There is an interesting story by the New Yorker: "It wasn’t just that Nokia failed to recognize the increasing importance of software, though. It also underestimated how important the transition to smartphones would be. And this was, in retrospect, a classic case of a company being enthralled (and, in a way, imprisoned) by its past success. Nokia was, after all, earning more than fifty per cent of all the profits in the mobile-phone industry in 2007, and most of those profits were not coming from smartphones. Diverting a lot of resources into a high-end, low-volume business (which is what the touch-screen smartphone business was in 2007) would have looked risky. In that sense, Nokia’s failure resulted at least in part from an institutional reluctance to transition into a new era."

http://www.newyorker.com/business/currency/where-nokia-went-...

> Diverting a lot of resources into a high-end, low-volume business (which is what the touch-screen smartphone business was in 2007) would have looked risky. In that sense, Nokia’s failure resulted at least in part from an institutional reluctance to transition into a new era.

It's a bit of a nitpick, but Nokia had put considerable resources into Series 60, Symbian, and subsequently Maemo. Nokia's management, before Elop, was in no way reluctant about a smartphone future beyond high-volume S40 devices. The S60 features of integrated PIM apps are foundational to smartphones, and Maemo/Meego was a credible smartphone OS. As I recall, Tomi Ahonen had good reason to think the N9 was outselling Windows Phone when Meego was killed.

> Offline GPS - You could download the maps for the entire world on your phone.

The maps and related software (Nokia/Ovi Maps/HERE) came from Nokia, not Microsoft.

I guess I wasn't clear. I dint claim Microsoft made them, just that it came exclusively with the Lumia phones. If I recall correctly, back then if you searched for it in the store using a non-lumia phone, you wouldn't even find it listed.
I wonder if you're from the US, because I heard that Nokia as a brand never really quite took off in the way it did Europe. Over here before smartphones came along you were pretty much mad to buy anything except a Nokia. So why didn't it work with windows mobile? It did to start with, people bought them because of the Nokia name, but the lack of apps for the platform killed that good will pretty quickly. Combine their superb industrial design with android and it would have been significantly more potent.
>> Such a shame trojan horse Elop tanked the company by partnering with Microsoft

> I have heard this statement so many times and I feel it doesn't justify the truth

To me when people talk about the Windows Phone being great they are talking about the hardware. Which is something Nokia used to excel at. I have a Lumia on my desk and it is a really nice phone, its the lack of the latest Apps that lets it down.

Elop failed to leverage the software developers at Nokia, you had great Qt/C/C++ developers and suddenly the company is Silverlight/C#?

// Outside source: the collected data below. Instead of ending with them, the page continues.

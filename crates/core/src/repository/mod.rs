//! Physical row storage seam.
//!
//! The document facade is the only caller. Implementations own query
//! execution, unique constraints and transaction isolation; the facade only
//! relies on the operations below and on `begin`/`commit`/`rollback`.

pub mod memory;

use async_trait::async_trait;
use document_service_filters::{Filter, SortField};
use thiserror::Error;

use crate::document::id::DocumentId;
use crate::document::model::{DocumentVersion, NewVersion, RowId, VersionPatch};

pub use memory::InMemoryRepository;

#[derive(Debug, Error)]
pub enum RepoError {
    #[error("unique constraint violated on {uid}.{field} (value {value})")]
    UniqueConstraint {
        uid: String,
        field: String,
        value: String,
    },
    #[error("row not found: {0}")]
    RowNotFound(RowId),
    #[error("storage backend error: {0}")]
    Backend(String),
}

pub type RepoResult<T> = Result<T, RepoError>;

/// Query over the rows of one content type.
#[derive(Debug, Clone, PartialEq)]
pub struct RowQuery {
    pub uid: String,
    pub filter: Filter,
    /// Empty means storage order (row id ascending).
    pub sort: Vec<SortField>,
    pub offset: usize,
    pub limit: Option<usize>,
}

impl RowQuery {
    pub fn new(uid: impl Into<String>) -> Self {
        Self {
            uid: uid.into(),
            filter: Filter::Everything,
            sort: Vec::new(),
            offset: 0,
            limit: None,
        }
    }

    /// Every row sharing one `documentId`.
    pub fn for_document(uid: &str, document_id: &DocumentId) -> Self {
        Self::new(uid).filter(Filter::eq("documentId", document_id.as_str()))
    }

    /// Narrow the query; conditions accumulate.
    pub fn filter(mut self, filter: Filter) -> Self {
        self.filter = std::mem::take(&mut self.filter).and(filter);
        self
    }

    pub fn sort(mut self, sort: Vec<SortField>) -> Self {
        self.sort = sort;
        self
    }

    pub fn offset(mut self, offset: usize) -> Self {
        self.offset = offset;
        self
    }

    pub fn limit(mut self, limit: usize) -> Self {
        self.limit = Some(limit);
        self
    }
}

/// Row-level CRUD shared by repositories and open transactions.
#[async_trait]
pub trait RowStore: Send + Sync {
    async fn find_one(&self, query: &RowQuery) -> RepoResult<Option<DocumentVersion>>;

    async fn find_many(&self, query: &RowQuery) -> RepoResult<Vec<DocumentVersion>>;

    /// Ignores `offset` and `limit`.
    async fn count(&self, query: &RowQuery) -> RepoResult<u64>;

    async fn create(&self, uid: &str, row: NewVersion) -> RepoResult<DocumentVersion>;

    async fn update(&self, uid: &str, id: RowId, patch: VersionPatch) -> RepoResult<DocumentVersion>;

    /// Returns whether a row was removed.
    async fn delete(&self, uid: &str, id: RowId) -> RepoResult<bool>;

    /// Ignores `offset` and `limit`; returns the number of removed rows.
    async fn delete_many(&self, query: &RowQuery) -> RepoResult<u64>;
}

#[async_trait]
pub trait Repository: RowStore {
    /// Open a transaction. Work done through it is invisible to other callers
    /// until [`Transaction::commit`]; dropping it uncommitted rolls back.
    async fn begin(&self) -> RepoResult<Box<dyn Transaction>>;
}

#[async_trait]
pub trait Transaction: RowStore {
    async fn commit(self: Box<Self>) -> RepoResult<()>;

    async fn rollback(self: Box<Self>) -> RepoResult<()>;
}
//! Priority-ordered interceptors around every document operation.
//!
//! Interceptors are registered at bootstrap on a [`MiddlewareRegistry`] under
//! one of four scopes (global, uid, action, uid+action). For a concrete call the
//! matching interceptors run outermost-first by descending [`Priority`], ties in
//! registration order, with the operation itself as the innermost step.

pub mod registry;
pub mod stack;

use std::fmt;

use async_trait::async_trait;
use futures::future::BoxFuture;
use serde::{Deserialize, Serialize};

use crate::error::{DocumentError, DocumentResult};
use crate::service::types::{DeleteResult, Page, Params, Versions};
use crate::document::model::Document;

pub use registry::MiddlewareRegistry;
pub use stack::{Next, Pipeline};

/// Facade operations an interceptor can be scoped to.
#[derive(Debug, Clone, Copy, PartialEq, Eq, Hash, PartialOrd, Ord, Serialize, Deserialize)]
#[serde(rename_all = "camelCase")]
pub enum Action {
    FindOne,
    FindFirst,
    FindMany,
    Count,
    FindPage,
    Create,
    Update,
    Delete,
    DeleteMany,
    Clone,
    Publish,
    Unpublish,
    DiscardDraft,
}

impl Action {
    pub const ALL: [Action; 13] = [
        Action::FindOne,
        Action::FindFirst,
        Action::FindMany,
        Action::Count,
        Action::FindPage,
        Action::Create,
        Action::Update,
        Action::Delete,
        Action::DeleteMany,
        Action::Clone,
        Action::Publish,
        Action::Unpublish,
        Action::DiscardDraft,
    ];

    pub fn as_str(&self) -> &'static str {
        match self {
            Action::FindOne => "findOne",
            Action::FindFirst => "findFirst",
            Action::FindMany => "findMany",
            Action::Count => "count",
            Action::FindPage => "findPage",
            Action::Create => "create",
            Action::Update => "update",
            Action::Delete => "delete",
            Action::DeleteMany => "deleteMany",
            Action::Clone => "clone",
            Action::Publish => "publish",
            Action::Unpublish => "unpublish",
            Action::DiscardDraft => "discardDraft",
        }
    }

    pub fn is_read(&self) -> bool {
        matches!(
            self,
            Action::FindOne | Action::FindFirst | Action::FindMany | Action::Count | Action::FindPage
        )
    }
}

impl fmt::Display for Action {
    fn fmt(&self, f: &mut fmt::Formatter<'_>) -> fmt::Result {
        f.write_str(self.as_str())
    }
}

#[derive(Debug, Clone, Copy, Default, PartialEq, Eq, PartialOrd, Ord, Hash, Serialize, Deserialize)]
#[serde(rename_all = "lowercase")]
pub enum Priority {
    Low,
    #[default]
    Normal,
    High,
}

/// What an interceptor sees for one call.
#[derive(Debug, Clone)]
pub struct Context {
    pub uid: String,
    pub action: Action,
    pub params: Params,
}

/// Result of one operation as it travels back out through the chain.
#[derive(Debug, Clone, PartialEq)]
pub enum Outcome {
    Document(Option<Document>),
    Documents(Vec<Document>),
    Count(u64),
    Page(Page),
    Versions(Option<Versions>),
    Deleted(DeleteResult),
}

impl Outcome {
    pub fn into_document(self, action: Action) -> DocumentResult<Option<Document>> {
        match self {
            Outcome::Document(document) => Ok(document),
            _ => Err(DocumentError::UnexpectedOutcome { action }),
        }
    }

    pub fn into_documents(self, action: Action) -> DocumentResult<Vec<Document>> {
        match self {
            Outcome::Documents(documents) => Ok(documents),
            _ => Err(DocumentError::UnexpectedOutcome { action }),
        }
    }

    pub fn into_count(self, action: Action) -> DocumentResult<u64> {
        match self {
            Outcome::Count(count) => Ok(count),
            _ => Err(DocumentError::UnexpectedOutcome { action }),
        }
    }

    pub fn into_page(self, action: Action) -> DocumentResult<Page> {
        match self {
            Outcome::Page(page) => Ok(page),
            _ => Err(DocumentError::UnexpectedOutcome { action }),
        }
    }

    pub fn into_versions(self, action: Action) -> DocumentResult<Option<Versions>> {
        match self {
            Outcome::Versions(versions) => Ok(versions),
            _ => Err(DocumentError::UnexpectedOutcome { action }),
        }
    }

    pub fn into_deleted(self, action: Action) -> DocumentResult<DeleteResult> {
        match self {
            Outcome::Deleted(result) => Ok(result),
            _ => Err(DocumentError::UnexpectedOutcome { action }),
        }
    }
}

/// An interceptor wrapping document operations.
///
/// It may rewrite `ctx.params` before calling `next`, transform the outcome
/// afterwards, return without calling `next`, or fail to abort the call.
#[async_trait]
pub trait Middleware: Send + Sync {
    async fn handle(&self, ctx: Context, next: Next<'_>) -> DocumentResult<Outcome>;

    fn name(&self) -> &str {
        std::any::type_name::<Self>()
    }
}

/// The innermost step of a chain: the operation body itself.
#[async_trait]
pub trait Endpoint: Send + Sync {
    async fn call(&self, ctx: Context) -> DocumentResult<Outcome>;
}

/// Middleware backed by a closure.
pub struct FnMiddleware<F> {
    name: String,
    f: F,
}

/// Wrap a closure as a [`Middleware`].
///
/// ```ignore
/// registry.use_global(from_fn("audit", |ctx, next| async move {
///     next.run(ctx).await
/// }.boxed()), Priority::Normal);
/// ```
pub fn from_fn<F>(name: impl Into<String>, f: F) -> FnMiddleware<F>
where
    F: for<'a> Fn(Context, Next<'a>) -> BoxFuture<'a, DocumentResult<Outcome>> + Send + Sync,
{
    FnMiddleware {
        name: name.into(),
        f,
    }
}

#[async_trait]
impl<F> Middleware for FnMiddleware<F>
where
    F: for<'a> Fn(Context, Next<'a>) -> BoxFuture<'a, DocumentResult<Outcome>> + Send + Sync,
{
    async fn handle(&self, ctx: Context, next: Next<'_>) -> DocumentResult<Outcome> {
        (self.f)(ctx, next).await
    }

    fn name(&self) -> &str {
        &self.name
    }
}
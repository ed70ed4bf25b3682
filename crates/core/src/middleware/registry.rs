use std::cmp::Reverse;
use std::sync::Arc;

use super::{Action, Middleware, Priority};

struct Registration {
    uid: Option<String>,
    action: Option<Action>,
    priority: Priority,
    middleware: Arc<dyn Middleware>,
}

impl Registration {
    fn applies_to(&self, uid: &str, action: Action) -> bool {
        self.uid.as_deref().map_or(true, |scoped| scoped == uid)
            && self.action.map_or(true, |scoped| scoped == action)
    }
}

/// Bootstrap-time collection of interceptors.
///
/// Populated by collaborators before the document manager is built, then
/// moved into it; it is never mutated while requests are served.
#[derive(Default)]
pub struct MiddlewareRegistry {
    registrations: Vec<Registration>,
}

impl MiddlewareRegistry {
    pub fn new() -> Self {
        Self::default()
    }

    /// Register an interceptor. `None` for `uid` or `action` widens the scope.
    pub fn use_middleware(
        &mut self,
        uid: Option<&str>,
        action: Option<Action>,
        middleware: impl Middleware + 'static,
        priority: Priority,
    ) -> &mut Self {
        let middleware: Arc<dyn Middleware> = Arc::new(middleware);
        tracing::debug!(
            middleware = middleware.name(),
            uid = uid.unwrap_or("*"),
            action = action.map(|a| a.as_str()).unwrap_or("*"),
            ?priority,
            "Registered document middleware"
        );
        self.registrations.push(Registration {
            uid: uid.map(str::to_string),
            action,
            priority,
            middleware,
        });
        self
    }

    /// Register at the default priority ([`Priority::Normal`]).
    pub fn register(
        &mut self,
        uid: Option<&str>,
        action: Option<Action>,
        middleware: impl Middleware + 'static,
    ) -> &mut Self {
        self.use_middleware(uid, action, middleware, Priority::default())
    }

    pub fn use_global(&mut self, middleware: impl Middleware + 'static, priority: Priority) -> &mut Self {
        self.use_middleware(None, None, middleware, priority)
    }

    pub fn use_for_uid(
        &mut self,
        uid: &str,
        middleware: impl Middleware + 'static,
        priority: Priority,
    ) -> &mut Self {
        self.use_middleware(Some(uid), None, middleware, priority)
    }

    pub fn use_for_action(
        &mut self,
        action: Action,
        middleware: impl Middleware + 'static,
        priority: Priority,
    ) -> &mut Self {
        self.use_middleware(None, Some(action), middleware, priority)
    }

    /// Interceptors applicable to one (uid, action), outermost first.
    pub fn chain_for(&self, uid: &str, action: Action) -> Vec<Arc<dyn Middleware>> {
        let mut matching: Vec<&Registration> = self
            .registrations
            .iter()
            .filter(|r| r.applies_to(uid, action))
            .collect();
        // Stable: equal priorities keep registration order.
        matching.sort_by_key(|r| Reverse(r.priority));
        matching.into_iter().map(|r| Arc::clone(&r.middleware)).collect()
    }

    pub fn len(&self) -> usize {
        self.registrations.len()
    }

    pub fn is_empty(&self) -> bool {
        self.registrations.is_empty()
    }
}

The biggest mistake I attribute to his management was his announcement that the phones they were just launching would not upgrade to Windows Phone 8. As a buyer you are just going to wait 6 months, that killed the sales channel and App developers decided to hold off.

I don't think Elop was a trojan, I think he was out of his depth or the wrong man. The board should never have appointed him. But he did tank the company through a string of bad decisions.

To echo nivla's point: One of my favorite phones was the Lumia 950. Its fatal flaw was the lack of app support, but everything else was fantastic. The OS was fast and easy to use, the apps that were there were well done, the build was fantastic, etc.

Instead of being "just another" high-end android, Nokia got to be the flagship phone for an entire OS. Today it seems like a crazy call, but it's easy to understand why they would pick WP over Android.